Figure 1: Visualization of supervised neighborhoods for local explanation with MAPLE. When seeing the new point \(X = (1, 0, 1)\), this tree determines that \(X_2\) and \(X_6\) are its neighbors and gives them weight 1 and gives all other points weight 0. MAPLE averages these weights across all the trees in the ensemble.
Machine learning is increasingly used to make critical decisions such as a doctor’s diagnosis, a biologist’s experimental design, and a lender’s loan decision. In these areas, mistakes can be the difference between life and death, can lead to wasted time and money, and can have serious legal consequences.
Because of the serious potential ramifications of using machine learning in these domains, it falls onto machine learning practitioners to ensure that their models are robust and to foster trust with the people who interact with their models. Broadly speaking, meeting these two goals is the objective of interpretability and is achieved by iteratively: explaining both global and local behavior of a model (increasing understanding), checking that these explanations make sense (developing trust), and fixing any identified problems (preventing bad failures).

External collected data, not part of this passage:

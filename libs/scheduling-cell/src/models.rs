// libs/scheduling-cell/src/models.rs
use chrono::{DateTime, Datelike, NaiveDate, NaiveTime, Utc, Weekday};
use serde::{Deserialize, Serialize};
use std::fmt;
use uuid::Uuid;

// ==============================================================================
// WORK TEMPLATES
// ==============================================================================

/// A doctor's recurring weekly availability rule. Owned by the doctor-management
/// collaborator; this cell only reads it when deriving slots.
#[derive(Debug, Clone, Serialize, Deserialize)]
pub struct WorkTemplate {
    pub id: Uuid,
    pub doctor_id: Uuid,
    pub day_of_week: i32, // 0 = Sunday, 6 = Saturday
    pub start_time: NaiveTime,
    pub end_time: NaiveTime,
    pub visit_duration_minutes: i32,
    pub max_patients_per_hour: i32,
    pub is_active: bool,
    pub created_at: DateTime<Utc>,
}

impl WorkTemplate {
    /// Half-open containment: a template covers `[start_time, end_time)`.
    pub fn covers(&self, time: NaiveTime) -> bool {
        self.start_time <= time && time < self.end_time
    }

    pub fn span_minutes(&self) -> i64 {
        (self.end_time - self.start_time).num_minutes()
    }
}

#[derive(Debug, Clone, Serialize, Deserialize)]
pub struct CreateWorkTemplateRequest {
    pub doctor_id: Uuid,
    pub day_of_week: i32,
    pub start_time: NaiveTime,
    pub end_time: NaiveTime,
    pub visit_duration_minutes: i32,
    pub max_patients_per_hour: i32,
}

impl CreateWorkTemplateRequest {
    pub fn into_template(self) -> WorkTemplate {
        WorkTemplate {
            id: Uuid::new_v4(),
            doctor_id: self.doctor_id,
            day_of_week: self.day_of_week,
            start_time: self.start_time,
            end_time: self.end_time,
            visit_duration_minutes: self.visit_duration_minutes,
            max_patients_per_hour: self.max_patients_per_hour,
            is_active: true,
            created_at: Utc::now(),
        }
    }
}

/// Map a calendar date onto the template weekday index (0 = Sunday).
pub fn day_of_week_index(date: NaiveDate) -> i32 {
    match date.weekday() {
        Weekday::Sun => 0,
        Weekday::Mon => 1,
        Weekday::Tue => 2,
        Weekday::Wed => 3,
        Weekday::Thu => 4,
        Weekday::Fri => 5,
        Weekday::Sat => 6,
    }
}

// ==============================================================================
// SLOTS
// ==============================================================================

/// Identity of a slot row; concurrent creators for the same key converge on one row.
#[derive(Debug, Clone, PartialEq, Eq, Hash, Serialize, Deserialize)]
pub struct SlotKey {
    pub doctor_id: Uuid,
    pub date: NaiveDate,
    pub start_time: NaiveTime,
}

/// A concrete, date-specific bookable unit derived from a WorkTemplate.
/// `booked_count` is only ever mutated through the store's atomic
/// reserve/release operations.
#[derive(Debug, Clone, Serialize, Deserialize)]
pub struct Slot {
    pub id: Uuid,
    pub doctor_id: Uuid,
    pub date: NaiveDate,
    pub start_time: NaiveTime,
    pub end_time: NaiveTime,
    pub capacity: i32,
    pub booked_count: i32,
}

impl Slot {
    pub fn key(&self) -> SlotKey {
        SlotKey {
            doctor_id: self.doctor_id,
            date: self.date,
            start_time: self.start_time,
        }
    }

    pub fn is_available(&self) -> bool {
        self.booked_count < self.capacity
    }

    pub fn duration_minutes(&self) -> i64 {
        (self.end_time - self.start_time).num_minutes()
    }

    pub fn fill_status(&self) -> SlotFillStatus {
        let ratio = self.booked_count as f64 / self.capacity.max(1) as f64;
        if ratio >= 1.0 {
            SlotFillStatus::Full
        } else if ratio >= 0.7 {
            SlotFillStatus::Limited
        } else {
            SlotFillStatus::Available
        }
    }
}

#[derive(Debug, Clone, Copy, Serialize, Deserialize, PartialEq)]
#[serde(rename_all = "SCREAMING_SNAKE_CASE")]
pub enum SlotFillStatus {
    Available,
    Limited,
    Full,
}

impl fmt::Display for SlotFillStatus {
    fn fmt(&self, f: &mut fmt::Formatter<'_>) -> fmt::Result {
        match self {
            SlotFillStatus::Available => write!(f, "AVAILABLE"),
            SlotFillStatus::Limited => write!(f, "LIMITED"),
            SlotFillStatus::Full => write!(f, "FULL"),
        }
    }
}

/// Per-slot view returned by the day listing endpoint.
#[derive(Debug, Clone, Serialize, Deserialize)]
pub struct SlotView {
    pub start_time: DateTime<Utc>,
    pub end_time: DateTime<Utc>,
    pub is_available: bool,
    pub availability_status: SlotFillStatus,
    pub booked_count: i32,
    pub capacity: i32,
}

impl SlotView {
    pub fn from_slot(slot: &Slot) -> Self {
        Self {
            start_time: slot.date.and_time(slot.start_time).and_utc(),
            end_time: slot.date.and_time(slot.end_time).and_utc(),
            is_available: slot.is_available(),
            availability_status: slot.fill_status(),
            booked_count: slot.booked_count,
            capacity: slot.capacity,
        }
    }
}

#[derive(Debug, Clone, Serialize, Deserialize)]
pub struct DaySlotsResponse {
    pub doctor_id: Uuid,
    pub date: NaiveDate,
    pub slots: Vec<SlotView>,
}

// ==============================================================================
// APPOINTMENTS
// ==============================================================================

#[derive(Debug, Clone, Serialize, Deserialize)]
pub struct Appointment {
    pub id: Uuid,
    pub patient_id: Uuid,
    pub doctor_id: Uuid,
    pub scheduled_time: DateTime<Utc>,
    pub end_time: DateTime<Utc>,
    pub status: AppointmentStatus,
    pub priority: AppointmentPriority,
    pub reason: String,
    pub notes: Option<String>,
    pub patient_name: Option<String>,
    pub doctor_name: Option<String>,
    pub slot_id: Uuid,
    pub slot_date: NaiveDate,
    pub slot_start_time: NaiveTime,
    pub created_at: DateTime<Utc>,
    pub updated_at: DateTime<Utc>,
}

impl Appointment {
    /// Key of the slot whose capacity this appointment reserves.
    pub fn slot_key(&self) -> SlotKey {
        SlotKey {
            doctor_id: self.doctor_id,
            date: self.slot_date,
            start_time: self.slot_start_time,
        }
    }

    /// A live appointment is one still holding its slot reservation.
    pub fn is_live(&self) -> bool {
        matches!(
            self.status,
            AppointmentStatus::Pending | AppointmentStatus::Confirmed
        )
    }
}

#[derive(Debug, Clone, Copy, Serialize, Deserialize, PartialEq, Eq)]
#[serde(rename_all = "SCREAMING_SNAKE_CASE")]
pub enum AppointmentStatus {
    Pending,
    Confirmed,
    Completed,
    Cancelled,
    Rescheduled,
}

impl AppointmentStatus {
    /// Forward path `Pending -> Confirmed -> Completed`; `Cancelled` and
    /// `Rescheduled` are terminal and only reachable from a live appointment.
    pub fn can_transition_to(&self, next: &AppointmentStatus) -> bool {
        matches!(
            (self, next),
            (AppointmentStatus::Pending, AppointmentStatus::Confirmed)
                | (AppointmentStatus::Confirmed, AppointmentStatus::Completed)
                | (AppointmentStatus::Pending, AppointmentStatus::Cancelled)
                | (AppointmentStatus::Confirmed, AppointmentStatus::Cancelled)
                | (AppointmentStatus::Pending, AppointmentStatus::Rescheduled)
                | (AppointmentStatus::Confirmed, AppointmentStatus::Rescheduled)
        )
    }
}

impl fmt::Display for AppointmentStatus {
    fn fmt(&self, f: &mut fmt::Formatter<'_>) -> fmt::Result {
        match self {
            AppointmentStatus::Pending => write!(f, "PENDING"),
            AppointmentStatus::Confirmed => write!(f, "CONFIRMED"),
            AppointmentStatus::Completed => write!(f, "COMPLETED"),
            AppointmentStatus::Cancelled => write!(f, "CANCELLED"),
            AppointmentStatus::Rescheduled => write!(f, "RESCHEDULED"),
        }
    }
}

#[derive(Debug, Clone, Copy, Serialize, Deserialize, PartialEq, Eq, Default)]
#[serde(rename_all = "snake_case")]
pub enum AppointmentPriority {
    #[default]
    Routine,
    Priority,
    Urgent,
}

// ==============================================================================
// REQUEST MODELS
// ==============================================================================

#[derive(Debug, Clone, Serialize, Deserialize)]
pub struct BookAppointmentRequest {
    pub patient_id: Uuid,
    pub doctor_id: Uuid,
    pub scheduled_time: DateTime<Utc>,
    pub reason: String,
    #[serde(default)]
    pub priority: AppointmentPriority,
    pub notes: Option<String>,
}

#[derive(Debug, Clone, Serialize, Deserialize)]
pub struct RescheduleAppointmentRequest {
    pub new_time: DateTime<Utc>,
}

#[derive(Debug, Clone, Serialize, Deserialize)]
pub struct UpdateAppointmentStatusRequest {
    pub status: AppointmentStatus,
}

// ==============================================================================
// AVAILABILITY DENSITY
// ==============================================================================

#[derive(Debug, Clone, Copy, Serialize, Deserialize, PartialEq)]
#[serde(rename_all = "SCREAMING_SNAKE_CASE")]
pub enum DensityStatus {
    Vacant,
    Moderate,
    Busy,
}

impl DensityStatus {
    pub fn classify(percent_booked: f64) -> Self {
        if percent_booked >= 70.0 {
            DensityStatus::Busy
        } else if percent_booked >= 30.0 {
            DensityStatus::Moderate
        } else {
            DensityStatus::Vacant
        }
    }
}

impl fmt::Display for DensityStatus {
    fn fmt(&self, f: &mut fmt::Formatter<'_>) -> fmt::Result {
        match self {
            DensityStatus::Vacant => write!(f, "VACANT"),
            DensityStatus::Moderate => write!(f, "MODERATE"),
            DensityStatus::Busy => write!(f, "BUSY"),
        }
    }
}

/// Aggregated occupancy classification for one working day.
#[derive(Debug, Clone, Serialize, Deserialize)]
pub struct DailyDensity {
    pub date: NaiveDate,
    pub status: DensityStatus,
    pub total_slots: i64,
    pub available_slots: i64,
    pub morning_status: DensityStatus,
    pub afternoon_status: DensityStatus,
    pub percent_booked: f64,
}

#[derive(Debug, Clone, Serialize, Deserialize)]
pub struct DailyAvailabilityResponse {
    pub doctor_id: Uuid,
    pub start_date: NaiveDate,
    pub end_date: NaiveDate,
    pub availability: Vec<DailyDensity>,
}

// ==============================================================================
// DASHBOARD STATISTICS
// ==============================================================================

#[derive(Debug, Clone, Serialize, Deserialize)]
pub struct PatientStats {
    pub upcoming_appointments: i64,
    pub completed_appointments: i64,
    pub total_appointments: i64,
}

#[derive(Debug, Clone, Serialize, Deserialize)]
pub struct DoctorStats {
    pub total_patients: i64,
    pub todays_appointments: i64,
    pub pending_appointments: i64,
    pub completed_appointments: i64,
    pub total_appointments: i64,
    pub success_rate: f64,
}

Meeting these two goals is a very difficult task and interpretability faces many challenges, but we will be focusing on two in particular:
- The frequently observed accuracy-interpretability trade-off where more interpretable models are often less accurate. Both accuracy and interpretability are desirable properties, so we do not want to have to choose between them.
- The existence of multiple types of explanations that each have their own advantages and disadvantages. We want to be able to combine their strengths and minimize their weaknesses.
Our proposed method, MAPLE, couples classical local linear modeling techniques with a dual interpretation of tree ensembles (which aggregate the predictions of multiple decision trees), both as a supervised neighborhood approach and as a feature selection method (see Fig. 1). By doing this, we are able to slightly improve accuracy while producing multiple types of explanations.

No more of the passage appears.